# Aviary Designs :)



## EffyJiggy

We are planning to build a small aviary for our 4 canaries, hoping to have an inside and outside area. 

Would love to see some of your aviaries to give us some ideas, if you have any pictures would be much appreciated thanks. 

Also should they be brought back into the house during the winter?


----------



## poohdog

There are a thousand designs in aviaries,it depends on the space you have.

These are two of mine...but they have been built to house foreign finches that need to be kept warm in winter,so they are not completely open to the English winter.And of course I have quite a number of birds.

















This is one of the small commercially available aviaries...ideal for a small number of birds.And with an enclosed section for the birds to roost at night.

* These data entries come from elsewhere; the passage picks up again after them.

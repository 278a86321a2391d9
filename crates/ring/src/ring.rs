//! The hash ring: an ordered mapping from 64-bit positions to tokens.
//!
//! A ring is built once per membership change and never mutated afterwards;
//! locators publish each rebuilt ring as a fresh snapshot so concurrent
//! lookups observe either the old ring or the new one, never a mix.

use quorumkv_common::Node;
use std::collections::{BTreeMap, HashSet};

/// One slot on the ring: an ordinal (stable slot number) and the node
/// currently assigned to it.
#[derive(Debug, Clone)]
pub struct Token {
    pub ordinal: usize,
    pub node: Node,
}

/// Ordered mapping from signed 64-bit ring position to [`Token`].
///
/// Lookups treat the key space as circular: `place` wraps past the maximum
/// position back to the first entry, `lower` wraps below the minimum back to
/// the last entry.
#[derive(Debug, Default)]
pub struct HashRing {
    entries: BTreeMap<i64, Token>,
    node_count: usize,
}

impl HashRing {
    /// An empty ring (no nodes known yet).
    pub fn empty() -> Self {
        Self::default()
    }

    /// Build a ring from (position, token) pairs.
    ///
    /// Position collisions are resolved by probing the next free position, so
    /// every token survives the build and positions are unique afterwards.
    pub fn build(entries: impl IntoIterator<Item = (i64, Token)>) -> Self {
        let mut map = BTreeMap::new();
        let mut nodes = HashSet::new();
        for (position, token) in entries {
            nodes.insert(token.node.id);
            let mut p = position;
            while map.contains_key(&p) {
                p = p.wrapping_add(1);
            }
            map.insert(p, token);
        }
        Self {
            entries: map,
            node_count: nodes.len(),
        }
    }

    /// The entry at or after `hash`, wrapping to the first entry when `hash`
    /// is past the last position. `None` only on an empty ring.
    pub fn place(&self, hash: i64) -> Option<(i64, &Token)> {
        self.entries
            .range(hash..)
            .next()
            .or_else(|| self.entries.iter().next())
            .map(|(p, t)| (*p, t))
    }

    /// The greatest entry strictly below `hash`.
    pub fn lower(&self, hash: i64) -> Option<(i64, &Token)> {
        self.entries.range(..hash).next_back().map(|(p, t)| (*p, t))
    }

    /// The least entry strictly above `hash`.
    pub fn higher(&self, hash: i64) -> Option<(i64, &Token)> {
        use std::ops::Bound::{Excluded, Unbounded};
        self.entries
            .range((Excluded(hash), Unbounded))
            .next()
            .map(|(p, t)| (*p, t))
    }

    /// The first (lowest-position) entry.
    pub fn first(&self) -> Option<(i64, &Token)> {
        self.entries.iter().next().map(|(p, t)| (*p, t))
    }

    /// The last (highest-position) entry.
    pub fn last(&self) -> Option<(i64, &Token)> {
        self.entries.iter().next_back().map(|(p, t)| (*p, t))
    }

    /// Number of distinct nodes represented on the ring.
    pub fn node_count(&self) -> usize {
        self.node_count
    }

    /// Number of ring slots.
    pub fn len(&self) -> usize {
        self.entries.len()
    }

    pub fn is_empty(&self) -> bool {
        self.entries.is_empty()
    }
}

// ---------------------------------------------------------------------------
// Tests
// ---------------------------------------------------------------------------
//! Profile and feedback source capabilities.
//!
//! Each source variant knows how to produce a frame whose `patient_id` is
//! `Int64`. Feedback sources additionally strip the surrogate identifier, so
//! callers never branch on where the data came from.

use std::path::PathBuf;
use std::time::Instant;

use access_model::{FeedbackSourceConfig, ProfileSourceConfig};
use polars::prelude::DataFrame;
use tracing::{debug, info_span};

use crate::csv::read_csv_frame;
use crate::documents::read_documents;
use crate::error::Result;
use crate::key::{coerce_key_column, empty_keyed_frame};
use crate::normalize::normalize_feedback;
use crate::sqlite::read_sqlite_table;

/// Produces profile records.
pub trait ProfileSource {
    /// Human-readable location, for logs and summaries.
    fn describe(&self) -> String;

    fn load_profiles(&self) -> Result<DataFrame>;
}

/// Produces normalized feedback records.
pub trait FeedbackSource {
    /// Human-readable location, for logs and summaries.
    fn describe(&self) -> String;

    fn load_feedback(&self) -> Result<DataFrame>;
}

fn finish_load(df: Option<DataFrame>, source_name: &str, start: Instant) -> Result<DataFrame> {
    let df = match df {
        Some(df) => coerce_key_column(df, source_name)?,
        None => empty_keyed_frame()?,
    };
    debug!(
        source = source_name,
        rows = df.height(),
        columns = df.width(),
        duration_ms = start.elapsed().as_millis(),
        "source loaded"
    );
    Ok(df)
}

/// Profiles from a CSV file.
#[derive(Debug, Clone)]
pub struct CsvProfileSource {
    path: PathBuf,
}

impl CsvProfileSource {
    pub fn new(path: impl Into<PathBuf>) -> Self {
        Self { path: path.into() }
    }
}

impl ProfileSource for CsvProfileSource {
    fn describe(&self) -> String {
        format!("csv:{}", self.path.display())
    }

    fn load_profiles(&self) -> Result<DataFrame> {
        let _guard = info_span!("read_profiles_csv", path = %self.path.display()).entered();
        let start = Instant::now();
        finish_load(read_csv_frame(&self.path)?, "profiles", start)
    }
}

/// Profiles from a SQLite table, typically one written by profile staging.
#[derive(Debug, Clone)]
pub struct SqliteProfileSource {
    database: PathBuf,
    table: String,
}

impl SqliteProfileSource {
    pub fn new(database: impl Into<PathBuf>, table: impl Into<String>) -> Self {
        Self {
            database: database.into(),
            table: table.into(),
        }
    }
}

impl ProfileSource for SqliteProfileSource {
    fn describe(&self) -> String {
        format!("sqlite:{}#{}", self.database.display(), self.table)
    }

    fn load_profiles(&self) -> Result<DataFrame> {
        let _guard = info_span!(
            "read_profiles_sqlite",
            database = %self.database.display(),
            table = %self.table
        )
        .entered();
        let start = Instant::now();
        let df = read_sqlite_table(&self.database, &self.table)?;
        finish_load(Some(df), "profiles", start)
    }
}

/// Feedback from a flattened CSV export.
#[derive(Debug, Clone)]
pub struct CsvFeedbackSource {
    path: PathBuf,
}

impl CsvFeedbackSource {
    pub fn new(path: impl Into<PathBuf>) -> Self {
        Self { path: path.into() }
    }
}

impl FeedbackSource for CsvFeedbackSource {
    fn describe(&self) -> String {
        format!("csv:{}", self.path.display())
    }

    fn load_feedback(&self) -> Result<DataFrame> {
        let _guard = info_span!("read_feedback_csv", path = %self.path.display()).entered();
        let start = Instant::now();
        let df = read_csv_frame(&self.path)?.map(normalize_feedback).transpose()?;
        finish_load(df, "feedback", start)
    }
}

/// Feedback from a document collection export.
#[derive(Debug, Clone)]
pub struct DocumentFeedbackSource {
    path: PathBuf,
}

impl DocumentFeedbackSource {
    pub fn new(path: impl Into<PathBuf>) -> Self {
        Self { path: path.into() }
    }
}

impl FeedbackSource for DocumentFeedbackSource {
    fn describe(&self) -> String {
        format!("documents:{}", self.path.display())
    }

    fn load_feedback(&self) -> Result<DataFrame> {
        let _guard = info_span!("read_feedback_documents", path = %self.path.display()).entered();
        let start = Instant::now();
        let df = read_documents(&self.path)?
            .map(normalize_feedback)
            .transpose()?;
        finish_load(df, "feedback", start)
    }
}

/// Builds the profile source named by the configuration.
pub fn profile_source(config: &ProfileSourceConfig) -> Box<dyn ProfileSource> {
    match config {
        ProfileSourceConfig::Csv { path } => Box::new(CsvProfileSource::new(path.clone())),
        ProfileSourceConfig::Sqlite { database, table } => {
            Box::new(SqliteProfileSource::new(database.clone(), table.clone()))
        }
    }
}

/// Builds the feedback source named by the configuration.
pub fn feedback_source(config: &FeedbackSourceConfig) -> Box<dyn FeedbackSource> {
    match config {
        FeedbackSourceConfig::Csv { path } => Box::new(CsvFeedbackSource::new(path.clone())),
        FeedbackSourceConfig::Documents { path } => {
            Box::new(DocumentFeedbackSource::new(path.clone()))
        }
    }
}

Note the safety porch...very important if you don't want your birds zipping past your ear as you enter.A lot of people don't have one because of the space taken up...but live to regret it.
Canaries are very hardy if acclimatised to an outside flight and can winter without heat...although personally I would put a small 100 watt tubular heater in the enclosed section to keep the chill out.
Birds can be encouraged to roost under cover away from the elements by feeding in there...providing a small light in winter for a couple of hours,and putting the highest perches in that section...birds always roost at the highest point.


----------



## vanessalane1

Aviaries get dirty quickly; so daily cleaning is crucial for the health of your birds


----------



## poohdog

vanessalane1 said:


> Aviaries get dirty quickly; so daily cleaning is crucial for the health of your birds


They're birds not elephants Vanessa...anyone cleaning an aviary daily wouldn't breed a mouse let alone birds.


----------



## vanessalane1

poohdog's i know they are not elephant :nono:


----------